### [About this task]
Below are the records; give again exactly the line with "filename src/compiler.rs", the line with "to generate code", and each line that lies between them, and nothing besides.

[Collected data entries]
......

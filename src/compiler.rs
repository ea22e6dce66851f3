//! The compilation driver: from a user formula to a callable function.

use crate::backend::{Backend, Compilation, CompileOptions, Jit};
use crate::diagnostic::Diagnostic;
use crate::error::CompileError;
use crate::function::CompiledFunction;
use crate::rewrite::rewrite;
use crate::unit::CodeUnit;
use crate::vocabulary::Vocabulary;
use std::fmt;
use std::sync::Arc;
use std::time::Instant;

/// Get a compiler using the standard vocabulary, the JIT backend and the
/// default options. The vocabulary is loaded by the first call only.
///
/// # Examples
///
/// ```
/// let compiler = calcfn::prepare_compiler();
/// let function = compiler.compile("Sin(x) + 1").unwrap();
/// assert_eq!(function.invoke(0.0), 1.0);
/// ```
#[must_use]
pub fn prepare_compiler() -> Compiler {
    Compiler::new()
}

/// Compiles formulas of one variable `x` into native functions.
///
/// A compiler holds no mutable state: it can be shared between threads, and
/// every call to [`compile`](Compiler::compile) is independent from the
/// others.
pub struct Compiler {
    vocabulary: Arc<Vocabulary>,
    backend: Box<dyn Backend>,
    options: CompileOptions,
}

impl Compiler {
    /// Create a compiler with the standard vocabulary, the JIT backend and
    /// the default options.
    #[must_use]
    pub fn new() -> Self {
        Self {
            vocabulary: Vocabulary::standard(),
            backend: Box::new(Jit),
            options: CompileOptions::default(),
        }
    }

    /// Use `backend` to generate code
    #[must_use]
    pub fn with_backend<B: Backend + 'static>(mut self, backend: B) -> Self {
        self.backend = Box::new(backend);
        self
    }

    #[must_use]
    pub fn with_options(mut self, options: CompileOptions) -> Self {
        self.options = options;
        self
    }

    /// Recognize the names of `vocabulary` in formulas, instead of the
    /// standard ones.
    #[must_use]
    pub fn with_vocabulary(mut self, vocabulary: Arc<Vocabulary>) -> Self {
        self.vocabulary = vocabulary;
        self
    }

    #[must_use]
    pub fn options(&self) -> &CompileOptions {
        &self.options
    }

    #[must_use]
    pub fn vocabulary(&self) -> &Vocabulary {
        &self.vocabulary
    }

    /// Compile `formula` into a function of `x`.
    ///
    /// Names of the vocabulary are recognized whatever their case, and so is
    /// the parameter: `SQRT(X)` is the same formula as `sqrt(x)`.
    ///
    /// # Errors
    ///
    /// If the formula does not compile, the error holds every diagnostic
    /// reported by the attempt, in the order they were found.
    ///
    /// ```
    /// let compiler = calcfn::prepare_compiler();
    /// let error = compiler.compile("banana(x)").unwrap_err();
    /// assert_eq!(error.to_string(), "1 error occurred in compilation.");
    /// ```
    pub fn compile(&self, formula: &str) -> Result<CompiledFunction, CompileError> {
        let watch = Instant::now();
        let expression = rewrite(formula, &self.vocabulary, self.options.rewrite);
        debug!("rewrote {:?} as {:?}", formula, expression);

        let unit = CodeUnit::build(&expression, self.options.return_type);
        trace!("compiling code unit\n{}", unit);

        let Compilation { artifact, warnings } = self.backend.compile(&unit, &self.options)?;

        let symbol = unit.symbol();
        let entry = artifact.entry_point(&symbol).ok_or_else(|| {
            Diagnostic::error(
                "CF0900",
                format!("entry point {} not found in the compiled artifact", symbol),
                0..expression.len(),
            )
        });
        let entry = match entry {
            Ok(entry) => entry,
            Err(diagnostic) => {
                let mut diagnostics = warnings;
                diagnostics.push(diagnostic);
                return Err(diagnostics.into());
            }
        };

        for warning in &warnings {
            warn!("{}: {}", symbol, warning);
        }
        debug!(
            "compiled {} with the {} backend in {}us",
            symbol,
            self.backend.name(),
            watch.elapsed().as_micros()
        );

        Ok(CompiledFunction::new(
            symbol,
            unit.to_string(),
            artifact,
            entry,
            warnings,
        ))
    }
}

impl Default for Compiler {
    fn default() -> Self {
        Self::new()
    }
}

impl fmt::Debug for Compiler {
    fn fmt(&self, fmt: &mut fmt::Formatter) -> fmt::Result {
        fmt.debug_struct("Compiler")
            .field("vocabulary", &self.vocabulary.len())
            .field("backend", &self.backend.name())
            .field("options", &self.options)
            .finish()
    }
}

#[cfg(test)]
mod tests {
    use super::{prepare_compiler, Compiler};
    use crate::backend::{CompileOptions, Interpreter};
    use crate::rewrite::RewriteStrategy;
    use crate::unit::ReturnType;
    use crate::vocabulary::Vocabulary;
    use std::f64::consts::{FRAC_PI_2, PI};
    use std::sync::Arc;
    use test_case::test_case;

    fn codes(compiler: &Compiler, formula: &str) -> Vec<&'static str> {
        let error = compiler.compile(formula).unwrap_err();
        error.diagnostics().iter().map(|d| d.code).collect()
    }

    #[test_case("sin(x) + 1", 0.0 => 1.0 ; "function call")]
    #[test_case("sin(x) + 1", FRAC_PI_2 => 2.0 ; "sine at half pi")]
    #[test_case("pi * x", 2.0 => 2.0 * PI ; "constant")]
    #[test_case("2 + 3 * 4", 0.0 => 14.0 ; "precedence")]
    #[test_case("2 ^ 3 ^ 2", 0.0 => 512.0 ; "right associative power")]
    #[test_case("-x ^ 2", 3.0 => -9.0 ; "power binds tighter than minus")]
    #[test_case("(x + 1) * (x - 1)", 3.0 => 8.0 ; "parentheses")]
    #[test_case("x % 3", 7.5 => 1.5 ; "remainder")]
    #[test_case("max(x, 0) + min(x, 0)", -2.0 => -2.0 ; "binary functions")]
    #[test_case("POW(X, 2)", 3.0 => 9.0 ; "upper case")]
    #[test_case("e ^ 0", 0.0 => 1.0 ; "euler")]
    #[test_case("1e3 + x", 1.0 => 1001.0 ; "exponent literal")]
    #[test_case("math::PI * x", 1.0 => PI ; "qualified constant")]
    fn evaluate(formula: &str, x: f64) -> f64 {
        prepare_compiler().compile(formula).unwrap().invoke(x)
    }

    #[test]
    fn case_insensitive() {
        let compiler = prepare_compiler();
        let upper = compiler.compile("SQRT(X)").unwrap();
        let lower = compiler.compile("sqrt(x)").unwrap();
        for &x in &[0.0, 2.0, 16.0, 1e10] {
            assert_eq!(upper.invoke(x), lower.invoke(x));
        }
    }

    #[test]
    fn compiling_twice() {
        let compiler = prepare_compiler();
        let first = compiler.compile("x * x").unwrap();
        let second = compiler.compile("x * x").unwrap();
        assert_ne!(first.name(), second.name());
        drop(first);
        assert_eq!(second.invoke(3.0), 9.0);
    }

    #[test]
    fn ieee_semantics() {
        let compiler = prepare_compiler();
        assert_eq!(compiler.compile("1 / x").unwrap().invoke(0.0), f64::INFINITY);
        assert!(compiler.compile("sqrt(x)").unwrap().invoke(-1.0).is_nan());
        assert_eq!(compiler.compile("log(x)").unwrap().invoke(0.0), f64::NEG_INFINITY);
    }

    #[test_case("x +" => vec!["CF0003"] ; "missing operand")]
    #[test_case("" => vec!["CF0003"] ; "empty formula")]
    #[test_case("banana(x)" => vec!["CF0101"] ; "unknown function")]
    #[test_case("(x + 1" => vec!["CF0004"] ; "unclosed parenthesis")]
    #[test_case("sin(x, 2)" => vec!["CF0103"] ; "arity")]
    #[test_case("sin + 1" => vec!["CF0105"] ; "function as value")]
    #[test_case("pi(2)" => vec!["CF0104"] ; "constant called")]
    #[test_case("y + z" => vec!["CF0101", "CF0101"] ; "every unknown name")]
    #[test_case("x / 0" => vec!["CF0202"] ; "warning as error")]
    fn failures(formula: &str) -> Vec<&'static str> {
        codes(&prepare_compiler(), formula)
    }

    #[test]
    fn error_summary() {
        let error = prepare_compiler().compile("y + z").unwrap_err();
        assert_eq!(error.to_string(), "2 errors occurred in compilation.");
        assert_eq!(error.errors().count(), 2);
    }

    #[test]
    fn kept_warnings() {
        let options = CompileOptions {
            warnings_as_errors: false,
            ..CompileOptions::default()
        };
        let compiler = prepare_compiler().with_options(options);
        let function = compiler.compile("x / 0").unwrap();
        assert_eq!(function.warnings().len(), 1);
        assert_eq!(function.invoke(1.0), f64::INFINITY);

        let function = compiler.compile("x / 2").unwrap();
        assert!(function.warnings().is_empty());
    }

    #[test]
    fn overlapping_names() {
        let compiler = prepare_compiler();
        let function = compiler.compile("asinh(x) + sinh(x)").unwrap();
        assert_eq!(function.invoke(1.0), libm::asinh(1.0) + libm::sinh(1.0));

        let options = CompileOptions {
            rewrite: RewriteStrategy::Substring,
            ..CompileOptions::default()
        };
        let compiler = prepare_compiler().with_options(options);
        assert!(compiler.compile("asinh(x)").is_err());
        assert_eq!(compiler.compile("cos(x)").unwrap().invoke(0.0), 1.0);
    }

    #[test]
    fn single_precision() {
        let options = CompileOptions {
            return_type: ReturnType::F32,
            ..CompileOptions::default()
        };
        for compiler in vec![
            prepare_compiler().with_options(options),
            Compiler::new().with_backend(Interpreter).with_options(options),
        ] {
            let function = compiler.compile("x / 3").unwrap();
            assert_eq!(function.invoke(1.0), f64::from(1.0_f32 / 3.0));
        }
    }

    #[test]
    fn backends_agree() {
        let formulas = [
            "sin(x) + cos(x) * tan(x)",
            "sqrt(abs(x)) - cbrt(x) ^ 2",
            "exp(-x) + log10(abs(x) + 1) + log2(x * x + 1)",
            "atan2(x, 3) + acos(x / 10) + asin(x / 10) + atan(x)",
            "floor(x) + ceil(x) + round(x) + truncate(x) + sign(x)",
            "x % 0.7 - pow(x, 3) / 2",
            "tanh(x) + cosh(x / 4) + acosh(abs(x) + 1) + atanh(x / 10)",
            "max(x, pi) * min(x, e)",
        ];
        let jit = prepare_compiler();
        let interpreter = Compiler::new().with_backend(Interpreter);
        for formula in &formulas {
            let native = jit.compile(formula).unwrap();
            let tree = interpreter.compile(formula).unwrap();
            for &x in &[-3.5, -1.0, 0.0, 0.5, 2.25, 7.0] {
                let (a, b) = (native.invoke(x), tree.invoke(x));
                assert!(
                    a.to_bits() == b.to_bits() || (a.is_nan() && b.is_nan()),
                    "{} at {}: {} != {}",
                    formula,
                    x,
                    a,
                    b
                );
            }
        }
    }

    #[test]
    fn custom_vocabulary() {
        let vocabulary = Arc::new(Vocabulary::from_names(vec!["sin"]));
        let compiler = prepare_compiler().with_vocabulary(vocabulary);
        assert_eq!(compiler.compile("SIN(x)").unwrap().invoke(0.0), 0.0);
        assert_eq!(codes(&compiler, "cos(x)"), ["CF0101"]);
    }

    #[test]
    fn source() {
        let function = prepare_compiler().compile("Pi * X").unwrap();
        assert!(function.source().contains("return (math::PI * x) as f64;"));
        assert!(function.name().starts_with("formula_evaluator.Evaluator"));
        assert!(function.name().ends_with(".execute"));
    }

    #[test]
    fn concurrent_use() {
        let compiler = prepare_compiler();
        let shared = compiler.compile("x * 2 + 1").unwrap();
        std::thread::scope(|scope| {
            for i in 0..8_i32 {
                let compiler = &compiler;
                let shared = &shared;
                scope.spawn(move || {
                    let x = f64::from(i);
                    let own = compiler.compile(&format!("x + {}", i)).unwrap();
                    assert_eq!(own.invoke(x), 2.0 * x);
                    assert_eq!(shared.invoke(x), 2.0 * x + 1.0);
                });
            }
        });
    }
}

......

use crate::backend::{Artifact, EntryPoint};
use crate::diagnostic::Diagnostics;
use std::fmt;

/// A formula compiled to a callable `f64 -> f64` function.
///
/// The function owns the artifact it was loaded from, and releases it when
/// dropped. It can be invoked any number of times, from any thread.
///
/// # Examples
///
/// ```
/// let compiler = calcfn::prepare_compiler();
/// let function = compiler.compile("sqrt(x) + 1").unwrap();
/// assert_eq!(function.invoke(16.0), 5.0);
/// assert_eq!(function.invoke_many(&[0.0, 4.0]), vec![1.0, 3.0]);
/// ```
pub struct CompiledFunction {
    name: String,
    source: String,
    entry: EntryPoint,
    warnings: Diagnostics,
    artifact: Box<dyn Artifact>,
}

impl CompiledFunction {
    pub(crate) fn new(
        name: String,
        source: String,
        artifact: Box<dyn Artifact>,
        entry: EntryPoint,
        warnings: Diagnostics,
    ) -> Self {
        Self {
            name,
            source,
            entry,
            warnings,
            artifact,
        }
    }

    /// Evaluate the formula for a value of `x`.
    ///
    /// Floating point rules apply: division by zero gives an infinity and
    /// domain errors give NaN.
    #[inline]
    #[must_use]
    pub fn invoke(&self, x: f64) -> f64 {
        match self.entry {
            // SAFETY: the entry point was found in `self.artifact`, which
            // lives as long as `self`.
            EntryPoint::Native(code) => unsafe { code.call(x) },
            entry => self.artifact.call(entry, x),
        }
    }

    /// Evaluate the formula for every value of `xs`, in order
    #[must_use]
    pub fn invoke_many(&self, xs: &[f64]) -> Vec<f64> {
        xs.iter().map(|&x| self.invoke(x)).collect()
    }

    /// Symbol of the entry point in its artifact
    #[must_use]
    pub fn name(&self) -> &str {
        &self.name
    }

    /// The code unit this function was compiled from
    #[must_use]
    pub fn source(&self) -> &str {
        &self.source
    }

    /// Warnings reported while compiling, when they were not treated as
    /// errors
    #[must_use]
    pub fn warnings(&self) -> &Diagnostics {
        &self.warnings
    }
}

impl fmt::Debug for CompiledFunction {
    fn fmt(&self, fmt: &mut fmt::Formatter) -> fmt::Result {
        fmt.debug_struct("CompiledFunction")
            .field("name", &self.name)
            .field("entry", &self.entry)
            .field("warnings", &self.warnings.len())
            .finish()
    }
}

......

### [Solution for this task]
filename src/compiler.rs
repository ea22e6dce66851f3
//! The compilation driver: from a user formula to a callable function.

use crate::backend::{Backend, Compilation, CompileOptions, Jit};
use crate::diagnostic::Diagnostic;
use crate::error::CompileError;
use crate::function::CompiledFunction;
use crate::rewrite::rewrite;
use crate::unit::CodeUnit;
use crate::vocabulary::Vocabulary;
use std::fmt;
use std::sync::Arc;
use std::time::Instant;

/// Get a compiler using the standard vocabulary, the JIT backend and the
/// default options. The vocabulary is loaded by the first call only.
///
/// # Examples
///
/// ```
/// let compiler = calcfn::prepare_compiler();
/// let function = compiler.compile("Sin(x) + 1").unwrap();
/// assert_eq!(function.invoke(0.0), 1.0);
/// ```
#[must_use]
pub fn prepare_compiler() -> Compiler {
    Compiler::new()
}

/// Compiles formulas of one variable `x` into native functions.
///
/// A compiler holds no mutable state: it can be shared between threads, and
/// every call to [`compile`](Compiler::compile) is independent from the
/// others.
pub struct Compiler {
    vocabulary: Arc<Vocabulary>,
    backend: Box<dyn Backend>,
    options: CompileOptions,
}

impl Compiler {
    /// Create a compiler with the standard vocabulary, the JIT backend and
    /// the default options.
    #[must_use]
    pub fn new() -> Self {
        Self {
            vocabulary: Vocabulary::standard(),
            backend: Box::new(Jit),
            options: CompileOptions::default(),
        }
    }

    /// Use `backend` to generate code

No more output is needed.